I am trying to fix an issue with running out of memory, and I want to know whether I need to change these settings in the default configurations file (spark-defaults.conf
) in the spark home folder. Or, if I can set them in the code.
I saw this question PySpark: java.lang.OutofMemoryError: Java heap space and it says that it depends on if I'm running in client
mode. I'm running spark on a cluster and monitoring it using standalone.
But, how do I figure out if I'm running spark in client
mode?
If you are running an interactive shell, e.g. pyspark
(CLI or via an IPython notebook), by default you are running in client
mode. You can easily verify that you cannot run pyspark
or any other interactive shell in cluster
mode:
$ pyspark --master yarn --deploy-mode cluster
Python 2.7.11 (default, Mar 22 2016, 01:42:54)
[GCC Intel(R) C++ gcc 4.8 mode] on linux2
Type "help", "copyright", "credits" or "license" for more information.
Error: Cluster deploy mode is not applicable to Spark shells.
$ spark-shell --master yarn --deploy-mode cluster
Error: Cluster deploy mode is not applicable to Spark shells.
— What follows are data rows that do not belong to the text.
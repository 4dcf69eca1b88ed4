//! Shared application state handed to every route handler

use crate::ratelimit::RateLimiter;
use engine::{AppConfig, EbayClient};
use persistence::Database;
use std::sync::Arc;

#[derive(Clone)]
pub struct AppState {
    pub db: Arc<Database>,
    pub config: Arc<AppConfig>,
    /// `None` when no marketplace API key is configured (search answers 503)
    pub ebay: Arc<Option<EbayClient>>,
    pub limiter: Arc<RateLimiter>,
}
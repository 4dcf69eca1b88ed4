//! User settings routes

use crate::error::{ApiError, ApiResult};
use crate::extract::AuthUser;
use crate::state::AppState;
use axum::extract::rejection::JsonRejection;
use axum::extract::State;
use axum::Json;
use persistence::repository::{SettingsChanges, SettingsRepository, UserSettingsRecord};
use serde_json::{json, Value};
use tracing::info;

/// Settings row rendered in the grouped layout the frontend consumes
pub(crate) fn settings_json(s: &UserSettingsRecord) -> Value {
    json!({
        "id": s.id,
        "user_id": s.user_id,
        "notifications": {
            "email_notifications": s.email_notifications,
            "push_notifications": s.push_notifications,
            "price_alert_notifications": s.price_alert_notifications,
            "market_update_notifications": s.market_update_notifications,
            "newsletter_notifications": s.newsletter_notifications,
        },
        "app_preferences": {
            "dark_mode": s.dark_mode,
            "currency": s.currency,
            "language": s.language,
            "timezone": s.timezone,
        },
        "display_preferences": {
            "items_per_page": s.items_per_page,
            "default_sort_order": s.default_sort_order,
            "show_profit_percentage": s.show_profit_percentage,
            "show_rating": s.show_rating,
        },
        "privacy_settings": {
            "profile_visibility": s.profile_visibility,
            "share_analytics": s.share_analytics,
        },
        "platform_integrations": {
            "ebay": {"connected": s.ebay_connected, "username": s.ebay_username},
            "poshmark": {"connected": s.poshmark_connected, "username": s.poshmark_username},
            "mercari": {"connected": s.mercari_connected, "username": s.mercari_username},
        },
        "advanced_settings": {
            "auto_update_market_prices": s.auto_update_market_prices,
            "price_update_frequency": s.price_update_frequency,
            "enable_experimental_features": s.enable_experimental_features,
        },
        "created_at": s.created_at,
        "updated_at": s.updated_at,
    })
}

fn group_bool(data: &Value, group: &str, key: &str) -> Option<bool> {
    data.get(group).and_then(|g| g.get(key)).and_then(|v| v.as_bool())
}

fn group_str(data: &Value, group: &str, key: &str) -> Option<String> {
    data.get(group)
        .and_then(|g| g.get(key))
        .and_then(|v| v.as_str())
        .map(str::to_string)
}

fn group_i64(data: &Value, group: &str, key: &str) -> Option<i64> {
    data.get(group).and_then(|g| g.get(key)).and_then(|v| v.as_i64())
}

/// Map the grouped payload onto column-level changes
fn parse_changes(data: &Value) -> SettingsChanges {
    let mut changes = SettingsChanges {
        email_notifications: group_bool(data, "notifications", "email_notifications"),
        push_notifications: group_bool(data, "notifications", "push_notifications"),
        price_alert_notifications: group_bool(data, "notifications", "price_alert_notifications"),
        market_update_notifications: group_bool(data, "notifications", "market_update_notifications"),
        newsletter_notifications: group_bool(data, "notifications", "newsletter_notifications"),
        dark_mode: group_bool(data, "app_preferences", "dark_mode"),
        currency: group_str(data, "app_preferences", "currency"),
        language: group_str(data, "app_preferences", "language"),
        timezone: group_str(data, "app_preferences", "timezone"),
        items_per_page: group_i64(data, "display_preferences", "items_per_page"),
        default_sort_order: group_str(data, "display_preferences", "default_sort_order"),
        show_profit_percentage: group_bool(data, "display_preferences", "show_profit_percentage"),
        show_rating: group_bool(data, "display_preferences", "show_rating"),
        profile_visibility: group_str(data, "privacy_settings", "profile_visibility"),
        share_analytics: group_bool(data, "privacy_settings", "share_analytics"),
        auto_update_market_prices: group_bool(data, "advanced_settings", "auto_update_market_prices"),
        price_update_frequency: group_str(data, "advanced_settings", "price_update_frequency"),
        enable_experimental_features: group_bool(data, "advanced_settings", "enable_experimental_features"),
        ..Default::default()
    };

    if let Some(platforms) = data.get("platform_integrations") {
        if let Some(ebay) = platforms.get("ebay") {
            changes.ebay_connected = ebay.get("connected").and_then(|v| v.as_bool());
            if let Some(username) = ebay.get("username") {
                changes.ebay_username = Some(username.as_str().map(str::to_string));
            }
        }
        if let Some(poshmark) = platforms.get("poshmark") {
            changes.poshmark_connected = poshmark.get("connected").and_then(|v| v.as_bool());
            if let Some(username) = poshmark.get("username") {
                changes.poshmark_username = Some(username.as_str().map(str::to_string));
            }
        }
        if let Some(mercari) = platforms.get("mercari") {
            changes.mercari_connected = mercari.get("connected").and_then(|v| v.as_bool());
            if let Some(username) = mercari.get("username") {
                changes.mercari_username = Some(username.as_str().map(str::to_string));
            }
        }
    }

    changes
}

/// GET /api/settings
pub async fn get_settings(
    State(state): State<AppState>,
    AuthUser(user): AuthUser,
) -> ApiResult<Json<Value>> {
    let settings = SettingsRepository::new(state.db.pool())
        .get_or_create(user.id)
        .await?;

    Ok(Json(json!({
        "settings": settings_json(&settings),
        "status": "success",
    })))
}

/// PUT /api/settings
pub async fn update_settings(
    State(state): State<AppState>,
    AuthUser(user): AuthUser,
    body: Result<Json<Value>, JsonRejection>,
) -> ApiResult<Json<Value>> {
    let Json(data) = body?;

    if let Some(per_page) = group_i64(&data, "display_preferences", "items_per_page") {
        if !(1..=100).contains(&per_page) {
            return Err(ApiError::bad_request(
                "Invalid Items Per Page",
                "items_per_page must be between 1 and 100",
                "INVALID_ITEMS_PER_PAGE",
            ));
        }
    }
    if let Some(visibility) = group_str(&data, "privacy_settings", "profile_visibility") {
        if visibility != "private" && visibility != "public" {
            return Err(ApiError::bad_request(
                "Invalid Profile Visibility",
                "profile_visibility must be 'private' or 'public'",
                "INVALID_PROFILE_VISIBILITY",
            ));
        }
    }

    let settings = SettingsRepository::new(state.db.pool())
        .update(user.id, parse_changes(&data))
        .await?;

    info!(user_id = user.id, "Settings updated");

    Ok(Json(json!({
        "settings": settings_json(&settings),
        "message": "Settings updated successfully",
        "status": "success",
    })))
}

/// POST /api/settings/reset
pub async fn reset_settings(
    State(state): State<AppState>,
    AuthUser(user): AuthUser,
) -> ApiResult<Json<Value>> {
    let settings = SettingsRepository::new(state.db.pool()).reset(user.id).await?;

    info!(user_id = user.id, "Settings reset to defaults");

    Ok(Json(json!({
        "settings": settings_json(&settings),
        "message": "Settings reset to defaults",
        "status": "success",
    })))
}

/// GET /api/settings/currencies
pub async fn currencies() -> Json<Value> {
    Json(json!({
        "currencies": [
            {"code": "USD", "name": "US Dollar", "symbol": "$"},
            {"code": "EUR", "name": "Euro", "symbol": "€"},
            {"code": "GBP", "name": "British Pound", "symbol": "£"},
            {"code": "CAD", "name": "Canadian Dollar", "symbol": "C$"},
            {"code": "AUD", "name": "Australian Dollar", "symbol": "A$"},
            {"code": "JPY", "name": "Japanese Yen", "symbol": "¥"},
        ],
        "status": "success",
    }))
}

/// GET /api/settings/languages
pub async fn languages() -> Json<Value> {
    Json(json!({
        "languages": [
            {"code": "en", "name": "English"},
            {"code": "es", "name": "Spanish"},
            {"code": "fr", "name": "French"},
            {"code": "de", "name": "German"},
            {"code": "it", "name": "Italian"},
            {"code": "pt", "name": "Portuguese"},
        ],
        "status": "success",
    }))
}

/// GET /api/settings/timezones
pub async fn timezones() -> Json<Value> {
    Json(json!({
        "timezones": [
            {"id": "UTC", "name": "Coordinated Universal Time"},
            {"id": "America/New_York", "name": "Eastern Time"},
            {"id": "America/Chicago", "name": "Central Time"},
            {"id": "America/Denver", "name": "Mountain Time"},
            {"id": "America/Los_Angeles", "name": "Pacific Time"},
            {"id": "Europe/London", "name": "London"},
            {"id": "Europe/Berlin", "name": "Berlin"},
            {"id": "Asia/Tokyo", "name": "Tokyo"},
        ],
        "status": "success",
    }))
}

/// GET /api/settings/export
pub async fn export_settings(
    State(state): State<AppState>,
    AuthUser(user): AuthUser,
) -> ApiResult<Json<Value>> {
    let settings = SettingsRepository::new(state.db.pool())
        .get_or_create(user.id)
        .await?;

    Ok(Json(json!({
        "settings": settings_json(&settings),
        "profile": user,
        "exported_at": chrono::Utc::now().to_rfc3339(),
        "status": "success",
    })))
}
Examining the contents of the bin/pyspark
file may be instructive, too - here is the final line (which is the actual executable):
$ pwd
/home/ctsats/spark-1.6.1-bin-hadoop2.6
$ cat bin/pyspark
[...]
exec "${SPARK_HOME}"/bin/spark-submit pyspark-shell-main --name "PySparkShell" "$@"
i.e. pyspark
is actually a script run by spark-submit
and given the name PySparkShell
, by which you can find it in the Spark History Server UI; and since it is run like that, it goes by whatever arguments (or defaults) are included with its spark-submit
command.
Since sc.deployMode
is not available in PySpark, you could check spark.submit.deployMode
scala> sc.getConf.get("spark.submit.deployMode")
res0: String = client
This is not available in PySpark
Use sc.deployMode
scala> sc.deployMode
res0: String = client
scala> sc.version
res1: String = 2.1.0-SNAPSHOT
As of Spark 2+ the below works.
for item in spark.sparkContext.getConf().getAll():print(item)
(u'spark.submit.deployMode', u'client') # will be one of the items in the list.